• **Work order**:
Everything from the first line of the material below through the line containing "pub const DEFAULT_NN_ID: u32 = 0xdead_beaf;" is to be printed exactly, and nothing more.

• **Data to examine**:
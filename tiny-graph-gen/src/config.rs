//! Generator configuration.

use std::str::FromStr;

use chrono::{Datelike, NaiveDate};

use crate::error::{Error, Result};
use crate::ir::{DataLayout, FilterLayout};

/// Environment variable pinning the graph creation date (`YYYYMMDD`) for reproducible output.
pub const CREATE_DATE_ENV: &str = "TINY_GRAPH_CREATE_DATE";

pub const DEFAULT_GRAPH_NAME: &str = "tengine-lite";
pub const DEFAULT_NN_ID: u32 = 0xdead_beaf;

#[derive(Debug, Clone, Copy, PartialEq, Eq, Default)]
pub enum OverflowPolicy {
    /// Saturate to the int8 range and log a warning.
    #[default]
    Clamp,
    /// Fail with `Error::Overflow`.
    Error,
}

#[derive(Debug, Clone, Copy, PartialEq, Eq)]
pub struct QuantConfig {
    /// Add one integer bit when rounding pushes a value past the int8 range.
    pub widen_on_overflow: bool,
    pub overflow: OverflowPolicy,
}

impl Default for QuantConfig {
    fn default() -> Self {
        Self {
            widen_on_overflow: true,
            overflow: OverflowPolicy::Clamp,
        }
    }
}

#[derive(Debug, Clone, Copy, PartialEq, Eq, Default)]
pub enum EmitTarget {
    #[default]
    C,
    Rust,
}

impl EmitTarget {
    pub fn file_name(self) -> &'static str {
        match self {
            EmitTarget::C => "tiny_graph_generated.c",
            EmitTarget::Rust => "tiny_graph_generated.rs",
        }
    }
}

impl FromStr for EmitTarget {
    type Err = Error;

    fn from_str(s: &str) -> Result<Self> {
        match s.to_ascii_lowercase().as_str() {
            "c" => Ok(EmitTarget::C),
            "rust" | "rs" => Ok(EmitTarget::Rust),
            _ => Err(Error::Config(format!("unknown emit target '{s}'"))),
        }
    }
}

#[derive(Debug, Clone)]
pub struct GenConfig {
    pub graph_name: String,
    pub nn_id: u32,
    /// `YYYYMMDD`; `None` uses today's local date.
    pub create_date: Option<u32>,
    /// Overrides the layout detected from the graph's `data_format` attributes.
    pub layout: Option<DataLayout>,
    pub filter_layout: FilterLayout,
    pub quant: QuantConfig,
    pub emit: EmitTarget,
    /// Text copied verbatim to the top of the artifact (license boilerplate).
    pub header: Option<String>,
}

impl Default for GenConfig {
    fn default() -> Self {
        Self {
            graph_name: DEFAULT_GRAPH_NAME.to_string(),
            nn_id: DEFAULT_NN_ID,
            create_date: None,
            layout: None,
            filter_layout: FilterLayout::default(),
            quant: QuantConfig::default(),
            emit: EmitTarget::default(),
            header: None,
        }
    }
}

impl GenConfig {
    /// Defaults plus overrides read from the environment.
    pub fn from_env() -> Result<Self> {
        let mut config = Self::default();
        if let Ok(value) = std::env::var(CREATE_DATE_ENV) {
            config.create_date = Some(parse_date(&value)?);
        }
        Ok(config)
    }

    /// Creation date stamped into the graph root.
    pub fn resolved_create_date(&self) -> u32 {
        self.create_date.unwrap_or_else(|| {
            let today = chrono::Local::now().date_naive();
            date_to_u32(today)
        })
    }
}

/// Parse and validate a `YYYYMMDD` date.
pub fn parse_date(s: &str) -> Result<u32> {
    let date = NaiveDate::parse_from_str(s.trim(), "%Y%m%d")
        .map_err(|e| Error::Config(format!("invalid date '{s}' (expected YYYYMMDD): {e}")))?;
    if !(1000..=9999).contains(&date.year()) {
        return Err(Error::Config(format!(
            "invalid date '{s}': year must have four digits"
        )));
    }
    Ok(date_to_u32(date))
}

fn date_to_u32(date: NaiveDate) -> u32 {
    date.year() as u32 * 10_000 + date.month() * 100 + date.day()
}

/// Parse a decimal or `0x`-prefixed hexadecimal graph id.
pub fn parse_nn_id(s: &str) -> Result<u32> {
    let s = s.trim();
    let parsed = match s.strip_prefix("0x").or_else(|| s.strip_prefix("0X")) {
        Some(hex) => u32::from_str_radix(hex, 16),
        None => s.parse::<u32>(),
    };
    parsed.map_err(|e| Error::Config(format!("invalid graph id '{s}': {e}")))
}

#[cfg(test)]
mod tests {
    use super::*;

    #[test]
    fn date_round_trips() {
        assert_eq!(parse_date("20190909").unwrap(), 20190909);
        assert!(parse_date("20191340").is_err());
        assert!(parse_date("2019-09-09").is_err());
    }

    #[test]
    fn date_needs_four_digit_year() {
        assert!(parse_date("00000101").is_err());
        assert!(parse_date("09990101").is_err());
        assert_eq!(parse_date("10000101").unwrap(), 10000101);
    }

    #[test]
    fn pinned_date_wins() {
        let config = GenConfig {
            create_date: Some(20200101),
            ..GenConfig::default()
        };
        assert_eq!(config.resolved_create_date(), 20200101);
    }

    #[test]
    fn today_is_eight_digits() {
        let date = GenConfig::default().resolved_create_date();
        assert!((19_700_101..=99_991_231).contains(&date), "got {date}");
    }

    #[test]
    fn nn_id_parsing() {
        assert_eq!(parse_nn_id("0xdeadbeaf").unwrap(), DEFAULT_NN_ID);
        assert_eq!(parse_nn_id("42").unwrap(), 42);
        assert!(parse_nn_id("0xzz").is_err());
    }

    #[test]
    fn emit_target_names() {
        assert_eq!("rust".parse::<EmitTarget>().unwrap(), EmitTarget::Rust);
        assert_eq!(EmitTarget::C.file_name(), "tiny_graph_generated.c");
        assert!("asm".parse::<EmitTarget>().is_err());
    }
}
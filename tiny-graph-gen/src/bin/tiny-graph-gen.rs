//! `tiny-graph-gen`: compile a quantization-aware graph into a tiny graph artifact.
//!
//! Usage:
//!   tiny-graph-gen model.json kws -o out/
//!   tiny-graph-gen model.json --emit rust --date 20190909

use std::fs;
use std::path::PathBuf;

use anyhow::{Context, Result};
use clap::Parser;

use tiny_graph_gen::artifact::write_to_dir;
use tiny_graph_gen::config::{parse_date, parse_nn_id, EmitTarget, GenConfig, OverflowPolicy};
use tiny_graph_gen::ir::{DataLayout, FilterLayout};
use tiny_graph_gen::parse::load_graph;

#[derive(Parser, Debug)]
#[command(version, about = "Compile a quantization-aware graph into a static INT8 tiny graph")]
struct Args {
    /// Graph description (JSON interchange format)
    model_path: PathBuf,

    /// Name stored in the graph root
    graph_name: Option<String>,

    /// Output directory
    #[arg(short, long, default_value = ".")]
    out: PathBuf,

    /// Artifact language: c or rust
    #[arg(long, default_value = "c")]
    emit: EmitTarget,

    /// Creation date stamped into the graph (YYYYMMDD)
    #[arg(long, value_parser = parse_date)]
    date: Option<u32>,

    /// Graph id, decimal or 0x-prefixed hex
    #[arg(long, value_parser = parse_nn_id)]
    nn_id: Option<u32>,

    /// Force the data layout instead of detecting it (nhwc or nchw)
    #[arg(long)]
    layout: Option<DataLayout>,

    /// Filter axis order: follow-data (OHWI/OIHW) or hwio
    #[arg(long)]
    filter_layout: Option<FilterLayout>,

    /// Fail instead of clamping when a constant overflows int8
    #[arg(long)]
    strict_overflow: bool,

    /// Do not add an integer bit when rounding overflows
    #[arg(long)]
    no_widen: bool,

    /// File copied verbatim to the top of the artifact
    #[arg(long, value_name = "FILE")]
    header: Option<PathBuf>,
}

impl Args {
    fn into_config(self, mut config: GenConfig) -> Result<GenConfig> {
        if let Some(name) = self.graph_name {
            config.graph_name = name;
        }
        if let Some(id) = self.nn_id {
            config.nn_id = id;
        }
        if self.date.is_some() {
            config.create_date = self.date;
        }
        if self.layout.is_some() {
            config.layout = self.layout;
        }
        if let Some(filter_layout) = self.filter_layout {
            config.filter_layout = filter_layout;
        }
        if self.strict_overflow {
            config.quant.overflow = OverflowPolicy::Error;
        }
        if self.no_widen {
            config.quant.widen_on_overflow = false;
        }
        config.emit = self.emit;
        if let Some(path) = self.header {
            let text = fs::read_to_string(&path)
                .with_context(|| format!("reading header {}", path.display()))?;
            config.header = Some(text);
        }
        Ok(config)
    }
}

fn main() -> Result<()> {
    env_logger::init();

    let args = Args::parse();
    let model_path = args.model_path.clone();
    let out_dir = args.out.clone();
    let config = args.into_config(GenConfig::from_env()?)?;

    let graph = load_graph(&model_path)
        .with_context(|| format!("loading {}", model_path.display()))?;
    let generated = tiny_graph_gen::compile(&graph, &config)
        .with_context(|| format!("compiling {}", model_path.display()))?;

    let path = write_to_dir(&out_dir, generated.target, &generated.source)
        .with_context(|| format!("writing to {}", out_dir.display()))?;

    eprintln!(
        "Generated {} ({} nodes, {} tensors)",
        path.display(),
        generated.plan.nodes.len(),
        generated.plan.tensors.len()
    );
    Ok(())
}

• **Task answer**:
filename tiny-graph-gen/src/config.rs
//! Generator configuration.

use std::str::FromStr;

use chrono::{Datelike, NaiveDate};

use crate::error::{Error, Result};
use crate::ir::{DataLayout, FilterLayout};

/// Environment variable pinning the graph creation date (`YYYYMMDD`) for reproducible output.
pub const CREATE_DATE_ENV: &str = "TINY_GRAPH_CREATE_DATE";

pub const DEFAULT_GRAPH_NAME: &str = "tengine-lite";
pub const DEFAULT_NN_ID: u32 = 0xdead_beaf;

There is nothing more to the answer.